Эта картина прежде всего свидетельствует о могучем оптимизме, который воодушевлял Энгельса до конца его дней.
Но ей пробовали дать также иное истолкование, так как непосредственно перед этим Энгельс указывает, что наша партия в настоящее время лучше всего развивается, оставаясь на пути законности. Нашлись люди, которые вычитали отсюда, что Энгельс в своем «Политическом завещании» отрекся от того, что составляло содержание всей его жизни, и признал неправильной революционную точку зрения, которую отстаивал в течение двух поколений. Эти господа сделали вывод, будто Энгельс признал, что идея Маркса о неизбежности насилия при рождении всякого нового общества оказалась несостоятельной. В сопоставлении социал-демократии с христианством эти комментаторы подчеркивали не быстрый и непреодолимый успех движения, а то обстоятельство, что Константин добровольно признал христианство государственной религией и что христианство победило без всякого насильственного потрясения государства, совершенно мирным путем, благодаря предупредительности правительства.
Такую же победу должна и сумеет одержать, по их мнению, социал-демократия. И вскоре после смерти Энгельса казалось, что их ожидания исполняются. В лице Вальдека Руссо во Франции появился новый Константин, который сделал министром епископа новых христиан г-на Мильерана.

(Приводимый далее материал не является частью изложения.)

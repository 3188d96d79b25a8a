//! Observability module
//!
//! Structured logging for pipeline runs: subscriber setup, per-stage spans
//! and sanitization of switch-supplied text.

pub mod telemetry;
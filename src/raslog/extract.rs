//! Stage 2: pattern-driven field extraction.
//!
//! Every rule in the ordered [`PatternTable`] is tried against every message.
//! Rules are independent: each one that matches writes its captured groups into
//! its target fields, so a later rule overwrites a field an earlier rule set.
//! After all rules ran, the message is classified as extracted, copied or
//! ignored.

use super::labels::LabeledRecord;
use super::record::MessageStatus;
use crate::config::PatternConfig;
use crate::errors::PatternError;
use regex::Regex;
use serde::{Deserialize, Serialize};
use std::collections::HashSet;
use std::fmt;

// ============================================================================
// Target fields
// ============================================================================

/// Column a capture group can be written into.
#[derive(Debug, Clone, Copy, PartialEq, Eq, Hash, Serialize, Deserialize)]
pub enum TargetField {
    #[serde(rename = "Condition")]
    Condition,
    #[serde(rename = "Message_portIndex")]
    MessagePortIndex,
    #[serde(rename = "Message_portType")]
    MessagePortType,
    #[serde(rename = "slot")]
    Slot,
    #[serde(rename = "port")]
    Port,
    #[serde(rename = "Message_portId")]
    MessagePortId,
    #[serde(rename = "Current_value")]
    CurrentValue,
    #[serde(rename = "Dashboard_category")]
    DashboardCategory,
    #[serde(rename = "obj")]
    ObjectName,
}

impl TargetField {
    pub const ALL: [TargetField; 9] = [
        TargetField::Condition,
        TargetField::MessagePortIndex,
        TargetField::MessagePortType,
        TargetField::Slot,
        TargetField::Port,
        TargetField::MessagePortId,
        TargetField::CurrentValue,
        TargetField::DashboardCategory,
        TargetField::ObjectName,
    ];

    pub fn column(&self) -> &'static str {
        match self {
            TargetField::Condition => "Condition",
            TargetField::MessagePortIndex => "Message_portIndex",
            TargetField::MessagePortType => "Message_portType",
            TargetField::Slot => "slot",
            TargetField::Port => "port",
            TargetField::MessagePortId => "Message_portId",
            TargetField::CurrentValue => "Current_value",
            TargetField::DashboardCategory => "Dashboard_category",
            TargetField::ObjectName => "obj",
        }
    }
}

impl fmt::Display for TargetField {
    fn fmt(&self, f: &mut fmt::Formatter<'_>) -> fmt::Result {
        f.write_str(self.column())
    }
}

/// The fixed set of extracted columns. Unpopulated fields stay `None`.
#[derive(Debug, Clone, Default, PartialEq, Eq, PartialOrd, Ord, Hash)]
pub struct ExtractedFields {
    pub condition: Option<String>,
    pub message_port_index: Option<String>,
    pub message_port_type: Option<String>,
    pub slot: Option<String>,
    pub port: Option<String>,
    pub message_port_id: Option<String>,
    pub current_value: Option<String>,
    pub dashboard_category: Option<String>,
    pub object_name: Option<String>,
}

impl ExtractedFields {
    pub fn get(&self, field: TargetField) -> Option<&str> {
        match field {
            TargetField::Condition => self.condition.as_deref(),
            TargetField::MessagePortIndex => self.message_port_index.as_deref(),
            TargetField::MessagePortType => self.message_port_type.as_deref(),
            TargetField::Slot => self.slot.as_deref(),
            TargetField::Port => self.port.as_deref(),
            TargetField::MessagePortId => self.message_port_id.as_deref(),
            TargetField::CurrentValue => self.current_value.as_deref(),
            TargetField::DashboardCategory => self.dashboard_category.as_deref(),
            TargetField::ObjectName => self.object_name.as_deref(),
        }
    }

    pub fn set(&mut self, field: TargetField, value: String) {
        let slot = match field {
            TargetField::Condition => &mut self.condition,
            TargetField::MessagePortIndex => &mut self.message_port_index,
            TargetField::MessagePortType => &mut self.message_port_type,
            TargetField::Slot => &mut self.slot,
            TargetField::Port => &mut self.port,
            TargetField::MessagePortId => &mut self.message_port_id,
            TargetField::CurrentValue => &mut self.current_value,
            TargetField::DashboardCategory => &mut self.dashboard_category,
            TargetField::ObjectName => &mut self.object_name,
        };
        *slot = Some(value);
    }
}

// ============================================================================
// Rules
// ============================================================================

/// A rule as written in configuration.
#[derive(Debug, Clone, PartialEq, Serialize, Deserialize)]
pub struct RuleSpec {
    pub name: String,
    pub regex: String,
    #[serde(default)]
    pub fields: Vec<TargetField>,
    /// Canonical condition assigned on match. `$1`/`${name}` expand to
    /// capture groups; write `$$` for a literal dollar sign.
    #[serde(default, skip_serializing_if = "Option::is_none")]
    pub condition: Option<String>,
}

impl RuleSpec {
    fn new(name: &str, regex: &str, fields: &[TargetField], condition: Option<&str>) -> Self {
        Self {
            name: name.to_string(),
            regex: regex.to_string(),
            fields: fields.to_vec(),
            condition: condition.map(str::to_string),
        }
    }
}

/// Default message id ignore list: audit and login noise that is never actionable.
pub const DEFAULT_IGNORE_MESSAGE: &str =
    r"(?i)^(?:SEC-(?:1203|1307|3020|3021)|AUTH-1042|LOG-1000|ZONE-1022)$";

/// Built-in rule table, in application order.
pub fn default_rules() -> Vec<RuleSpec> {
    use TargetField::*;
    vec![
        RuleSpec::new(
            "port_index_slot_port",
            r"(?i)\bport (\d+)(?:\s*\(([a-z]+-?port)\))?\s*\(slot (\d+), port (\d+)\)",
            &[MessagePortIndex, MessagePortType, Slot, Port],
            None,
        ),
        RuleSpec::new(
            "port_id",
            r"(?i)\b(?:pid|port ?id)\s*[:=]?\s*(?:0x)?([0-9a-f]{6})\b",
            &[MessagePortId],
            None,
        ),
        RuleSpec::new(
            "port_state_change",
            r"(?i)\bis now (online|offline|faulty|disabled|enabled)\b",
            &[],
            Some("Port ${1}"),
        ),
        RuleSpec::new("maps_condition", r"(?i)\bcondition=([^,]+)", &[Condition], None),
        RuleSpec::new(
            "condition_port_index",
            r"(?i)\bport (\d+), condition=([^,]+)",
            &[MessagePortIndex, Condition],
            None,
        ),
        RuleSpec::new(
            "condition_slot_port",
            r"(?i)\bport (\d+)/(\d+), condition=([^,]+)",
            &[Slot, Port, Condition],
            None,
        ),
        RuleSpec::new(
            "maps_current_value",
            r"(?i)current value:\s*\[([^\]]+)\]",
            &[CurrentValue],
            None,
        ),
        RuleSpec::new(
            "bottleneck_detected",
            r"(?i)\blatency bottleneck (?:on|at) port (\d+)\.\s*([\d.]+ pct\. of \d+ secs)",
            &[MessagePortIndex, CurrentValue],
            Some("Latency bottleneck detected"),
        ),
        RuleSpec::new(
            "bottleneck_cleared",
            r"(?i)\blatency bottleneck (?:on|at) port (\d+) (?:is )?cleared",
            &[MessagePortIndex],
            Some("Latency bottleneck cleared"),
        ),
        RuleSpec::new(
            "bottleneck_severe",
            r"(?i)severe latency bottleneck detected at slot (\d+) port (\d+)(?:.*?credit stall of (\d+(?:\.\d+)? ?ms))?",
            &[Slot, Port, CurrentValue],
            Some("Severe latency bottleneck"),
        ),
        RuleSpec::new(
            "maps_dashboard_category",
            r"(?i)dashboard category=([^.,]+)",
            &[DashboardCategory],
            None,
        ),
        RuleSpec::new(
            "maps_object",
            r"(?i)^(?:\[[\w-]+\],\s*)?([^,\[\]]+?),\s*condition=",
            &[ObjectName],
            None,
        ),
        RuleSpec::new(
            "slow_drain_device",
            r"(?i)\bslot (\d+),? port (\d+) is a slow drain device",
            &[Slot, Port],
            Some("Slow drain device"),
        ),
    ]
}

/// A compiled extraction rule.
#[derive(Debug, Clone)]
pub struct PatternRule {
    name: String,
    regex: Regex,
    fields: Vec<TargetField>,
    condition: Option<String>,
}

impl PatternRule {
    pub fn compile(spec: &RuleSpec) -> Result<Self, PatternError> {
        if spec.fields.is_empty() && spec.condition.is_none() {
            return Err(PatternError::EmptyRule {
                name: spec.name.clone(),
            });
        }

        let regex = Regex::new(&spec.regex).map_err(|source| PatternError::InvalidRegex {
            name: spec.name.clone(),
            source,
        })?;

        // captures_len counts the implicit whole-match group
        let groups = regex.captures_len() - 1;
        if spec.fields.len() > groups {
            return Err(PatternError::GroupMismatch {
                name: spec.name.clone(),
                fields: spec.fields.len(),
                groups,
            });
        }

        Ok(Self {
            name: spec.name.clone(),
            regex,
            fields: spec.fields.clone(),
            condition: spec.condition.clone(),
        })
    }

    pub fn name(&self) -> &str {
        &self.name
    }

    pub fn regex(&self) -> &str {
        self.regex.as_str()
    }

    pub fn fields(&self) -> &[TargetField] {
        &self.fields
    }

    pub fn condition(&self) -> Option<&str> {
        self.condition.as_deref()
    }

    /// Write this rule's captures into `out`. Returns whether the rule matched.
    ///
    /// Only groups that participated in the match are written.
    pub fn apply(&self, text: &str, out: &mut ExtractedFields) -> bool {
        let Some(caps) = self.regex.captures(text) else {
            return false;
        };

        for (i, field) in self.fields.iter().enumerate() {
            if let Some(m) = caps.get(i + 1) {
                let value = m.as_str().trim();
                if !value.is_empty() {
                    out.set(*field, value.to_string());
                }
            }
        }

        if let Some(template) = &self.condition {
            let mut condition = String::new();
            caps.expand(template, &mut condition);
            let condition = condition.trim();
            if !condition.is_empty() {
                out.set(TargetField::Condition, condition.to_string());
            }
        }

        true
    }
}

// ============================================================================
// Pattern table
// ============================================================================

/// Errdump record after extraction.
#[derive(Debug, Clone, PartialEq)]
pub struct ExtractedEvent {
    pub labeled: LabeledRecord,
    pub fields: ExtractedFields,
    pub status: MessageStatus,
}

/// Ordered rule list plus the message id ignore pattern.
#[derive(Debug, Clone)]
pub struct PatternTable {
    rules: Vec<PatternRule>,
    ignore: Option<Regex>,
}

impl PatternTable {
    /// Compile and validate the configured rules.
    ///
    /// Any structural problem is fatal here, before a single record is read.
    pub fn compile(config: &PatternConfig) -> Result<Self, PatternError> {
        let mut seen = HashSet::new();
        for spec in &config.rules {
            if !seen.insert(spec.name.as_str()) {
                return Err(PatternError::DuplicateRule {
                    name: spec.name.clone(),
                });
            }
        }

        let selected: Vec<&RuleSpec> = match &config.enabled {
            Some(names) => names
                .iter()
                .map(|name| {
                    config
                        .rules
                        .iter()
                        .find(|spec| &spec.name == name)
                        .ok_or_else(|| PatternError::UnknownRule { name: name.clone() })
                })
                .collect::<Result<_, _>>()?,
            None => config.rules.iter().collect(),
        };

        let rules = selected
            .into_iter()
            .map(PatternRule::compile)
            .collect::<Result<Vec<_>, _>>()?;

        let ignore = match config.ignore_message.as_deref() {
            Some(pattern) if !pattern.trim().is_empty() => {
                Some(Regex::new(pattern).map_err(PatternError::InvalidIgnorePattern)?)
            }
            _ => None,
        };

        Ok(Self { rules, ignore })
    }

    pub fn rules(&self) -> &[PatternRule] {
        &self.rules
    }

    pub fn ignore_pattern(&self) -> Option<&str> {
        self.ignore.as_ref().map(Regex::as_str)
    }

    pub fn is_ignored(&self, message_id: &str) -> bool {
        self.ignore
            .as_ref()
            .is_some_and(|re| re.is_match(message_id.trim()))
    }

    /// Run every rule in order and classify the result.
    pub fn extract_fields(&self, message_id: &str, text: &str) -> (ExtractedFields, MessageStatus) {
        let mut fields = ExtractedFields::default();
        for rule in &self.rules {
            rule.apply(text, &mut fields);
        }

        let status = if self.is_ignored(message_id) {
            MessageStatus::Ignored
        } else if fields.condition.is_some() {
            MessageStatus::Extracted
        } else {
            fields.condition = Some(text.to_string());
            MessageStatus::Copied
        };

        (fields, status)
    }

    pub fn extract(&self, labeled: LabeledRecord) -> ExtractedEvent {
        let (fields, status) =
            self.extract_fields(&labeled.record.message_id, &labeled.record.message_text);
        ExtractedEvent {
            labeled,
            fields,
            status,
        }
    }

    pub fn extract_all(&self, records: Vec<LabeledRecord>) -> Vec<ExtractedEvent> {
        records.into_iter().map(|r| self.extract(r)).collect()
    }
}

Кто знает Энгельса и к нему относится без предвзятого мнения, тот не сомневается, что Энгельсу никогда и в голову не приходило отказываться от своего революционного прошлого и что, следовательно, заключительные слова его «Введения» нельзя истолковывать в том смысле, в каком это делают вышеупомянутые господа. Но надо признать, что слова эти сформулированы не особенно отчетливо, и те, кто не знает Энгельса и в то же время полагает, что непосредственно перед смертью его внезапно охватили сомнения в целесообразности всей его деятельности, могут излагать приведенные выше слова в том смысле, что путь к победе, пройденный христианством, указывает, как достигнет своей цели социал-демократия.
Если бы таково было действительное мнение Энгельса, то ничего худшего он не мог сказать о социал-демократии. В таком случае он предсказал ей не триумф в будущем, а полный крах той великой цели, которой служит социал-демократия. Характерно, что те, кто стремится использовать упомянутые слова, относятся без всякого интереса и даже с недоверием ко всем великим и глубоким мыслям Энгельса. Но зато они с восторгом подхватывают отдельные выражения, которые следовало бы признать совершенно ошибочными, если бы они действительно имели тот смысл, какой им придается.